Les partis bourgeois favorables
Cette idée d’une libéralisation immédiate a obtenu le soutien des trois partis bourgeois au gouvernement. Les socialistes privilégient eux une ouverture graduelle du marché.
Le parti de gauche est appuyé par un grand nombre de petites entreprises d’approvisionnement urbaines et de l’Union des villes suisses (UVS). L’association des entreprises électriques suisses (AES) est partagée sur cette question.
Contre le démantèlement du service public
L’Union syndicale suisse (USS), qui avait déjà combattu la LME, estime par contre que le refus de septembre 2002 reflète la position d’une population défavorable à un démantèlement du service public.
Les partis bourgeois seraient ainsi prêts à passer outre la décision d’une majorité du peuple, s’énervent les syndicalistes. Selon l’Union syndicale suisse, l’approvisionnement en électricité fonctionne convenablement et les prix sont plus bas que la moyenne mondiale.
La fédération des syndicats se prononce donc en faveur d’une libéralisation prudente, en deux étapes, au cours de laquelle seuls les grands fournisseurs seraient autorisés dans un premier temps à approvisionner librement sur le marché. Un cas de figure que les syndicats toléreraient.
Contribution aux énergies renouvelables contestée
Les défenseurs de la LApEl précisent de leur côté que le projet de 2002 a été grandement amélioré, et particulièrement en faveur des petits fournisseurs d’électricité. Les intérêts de la gauche, avec le développement des énergies renouvelables, ont été pris en compte dans le projet de loi.
Les énergies renouvelables produites en Suisse seront ainsi soutenues à hauteur de 165 millions de francs par année. En 2030, cette production d’électricité devra atteindre le 10% de la consommation d’électricité actuelle.
L’économie veut une libéralisation rapide
En raison des points précités, plusieurs producteurs d’électricité notables, ainsi que l’association faîtière economiesuisse s’opposent au projet tel qu’il a été livré au Parlement.
economiesuisse n’a ainsi pas tardé à réaliser un contre-projet prônant une libéralisation encore plus rapide et plus en profondeur du marché de l’électricité.
Le bruit circule déjà qu’economiesuisse et Swisselectric, le représentant des plus grands fournisseurs d’électricité de Suisse, auraient consciemment surchargé le dossier, afin de provoquer un référendum.
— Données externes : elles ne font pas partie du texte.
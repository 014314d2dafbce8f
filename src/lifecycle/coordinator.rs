//! # Lifecycle Coordinator
//!
//! Per-workflow state machine that sequences startup and owns teardown:
//!
//! ```text
//! Idle -> Deploying -> Registering -> Running -> ShuttingDown -> Stopped
//!              |             |
//!              v             v
//!            Failed        Failed
//! ```
//!
//! The ordering invariant "no subscriptions without a successful deployment"
//! is enforced by sequencing: the registration step is only reachable after
//! the deployment step returns success. The coordinator exclusively owns the
//! set of open subscription handles its registration pass produced; no other
//! component may close a subscription it did not open.

use crate::config::{WorkerOptions, WorkflowConfig};
use crate::discovery::InstanceDiscovery;
use crate::engine::{EngineClient, SubscriptionHandle};
use crate::error::Result;
use crate::lifecycle::deployment::DeploymentStep;
use crate::lifecycle::registration::WorkerRegistrationStep;
use crate::logging::log_lifecycle_operation;
use crate::registry::BindingRegistry;
use std::sync::Arc;
use tokio::sync::{Mutex, RwLock};
use tracing::error;

/// Lifecycle state of one workflow's coordinator
#[derive(Debug, Clone, Copy, PartialEq, Eq)]
pub enum WorkflowState {
    Idle,
    Deploying,
    Registering,
    Running,
    ShuttingDown,
    Stopped,
    Failed,
}

/// Coordinates deployment, worker registration, and shutdown for one workflow
pub struct LifecycleCoordinator {
    workflow_name: String,
    deployment: DeploymentStep,
    registration: WorkerRegistrationStep,
    state: RwLock<WorkflowState>,
    subscriptions: Mutex<Vec<Box<dyn SubscriptionHandle>>>,
}

impl LifecycleCoordinator {
    /// Build a coordinator for one workflow. Validates the workflow
    /// configuration before anything touches the network.
    pub fn new(
        client: Arc<dyn EngineClient>,
        discovery: Arc<dyn InstanceDiscovery>,
        bindings: Arc<BindingRegistry>,
        workflow: WorkflowConfig,
        worker_options: WorkerOptions,
    ) -> Result<Self> {
        workflow.validate()?;

        let workflow_name = workflow.workflow_name.clone();
        let registration = WorkerRegistrationStep::new(
            client.clone(),
            discovery,
            bindings,
            workflow_name.clone(),
            worker_options,
        );
        let deployment = DeploymentStep::new(client, workflow);

        Ok(Self {
            workflow_name,
            deployment,
            registration,
            state: RwLock::new(WorkflowState::Idle),
            subscriptions: Mutex::new(Vec::new()),
        })
    }

    /// Current lifecycle state
    pub async fn state(&self) -> WorkflowState {
        *self.state.read().await
    }

    /// Number of subscriptions currently tracked for shutdown
    pub async fn open_subscriptions(&self) -> usize {
        self.subscriptions.lock().await.len()
    }

    /// Run the startup sequence: deploy, then register workers.
    ///
    /// Deployment failure aborts startup before registration runs and leaves
    /// the workflow in the terminal `Failed` state. Partial handler
    /// registration is acceptable; a failed enumeration pass is not.
    pub async fn start(&self) -> Result<()> {
        *self.state.write().await = WorkflowState::Deploying;
        log_lifecycle_operation(
            "startup",
            &self.workflow_name,
            "deploying",
            "started",
            None,
        );
        if let Err(e) = self.deployment.deploy().await {
            *self.state.write().await = WorkflowState::Failed;
            error!(
                workflow_name = self.workflow_name.as_str(),
                error = %e,
                "Failed to initialize workflow"
            );
            return Err(e);
        }

        *self.state.write().await = WorkflowState::Registering;
        log_lifecycle_operation(
            "startup",
            &self.workflow_name,
            "registering",
            "deployed",
            None,
        );
        match self.registration.register_workers().await {
            Ok(handles) => {
                let mut subscriptions = self.subscriptions.lock().await;
                subscriptions.extend(handles);
            }
            Err(e) => {
                *self.state.write().await = WorkflowState::Failed;
                error!(
                    workflow_name = self.workflow_name.as_str(),
                    error = %e,
                    "Failed to initialize workflow"
                );
                return Err(e);
            }
        }

        *self.state.write().await = WorkflowState::Running;
        log_lifecycle_operation(
            "startup",
            &self.workflow_name,
            "running",
            "completed",
            None,
        );
        Ok(())
    }

    /// Close every tracked subscription and clear the tracked set.
    ///
    /// Close is "stop intake": jobs already in flight inside a handler run to
    /// completion. A close failure on one subscription is logged and does not
    /// prevent the remaining subscriptions from being closed.
    pub async fn shutdown(&self) {
        *self.state.write().await = WorkflowState::ShuttingDown;
        log_lifecycle_operation(
            "shutdown",
            &self.workflow_name,
            "shutting_down",
            "started",
            None,
        );

        // Drain so each handle is closed exactly once even if shutdown is
        // called twice
        let handles = {
            let mut subscriptions = self.subscriptions.lock().await;
            std::mem::take(&mut *subscriptions)
        };

        let results = futures::future::join_all(handles.iter().map(|h| h.close())).await;
        for (handle, result) in handles.iter().zip(results) {
            if let Err(e) = result {
                error!(
                    workflow_name = self.workflow_name.as_str(),
                    job_type = handle.job_type(),
                    error = %e,
                    "Error closing subscription"
                );
            }
        }

        *self.state.write().await = WorkflowState::Stopped;
        log_lifecycle_operation(
            "shutdown",
            &self.workflow_name,
            "stopped",
            "completed",
            None,
        );
    }
}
Les deux fédérations réfutent catégoriquement cette prise de position.
swissinfo, Christian Raaflaub
(Traduction et adaptation de l’allemand par Raphael Donzel)
– Le projet de libéralisation du marché de l’énergie se compose de trois parties.
– Les lignes directrices pour l’ouverture du marché de l’électricité en Suisse sont fixées dans la loi sur l’approvisionnement en électricité (LApEl).
– Avec la loi sur les installations électriques (LIE), le transport international de courant doit être adapté aux normes de l’UE.
– En outre doivent être inscrites dans la loi sur l’énergie (Lene) des mesures concernant la promotion des énergies renouvelables.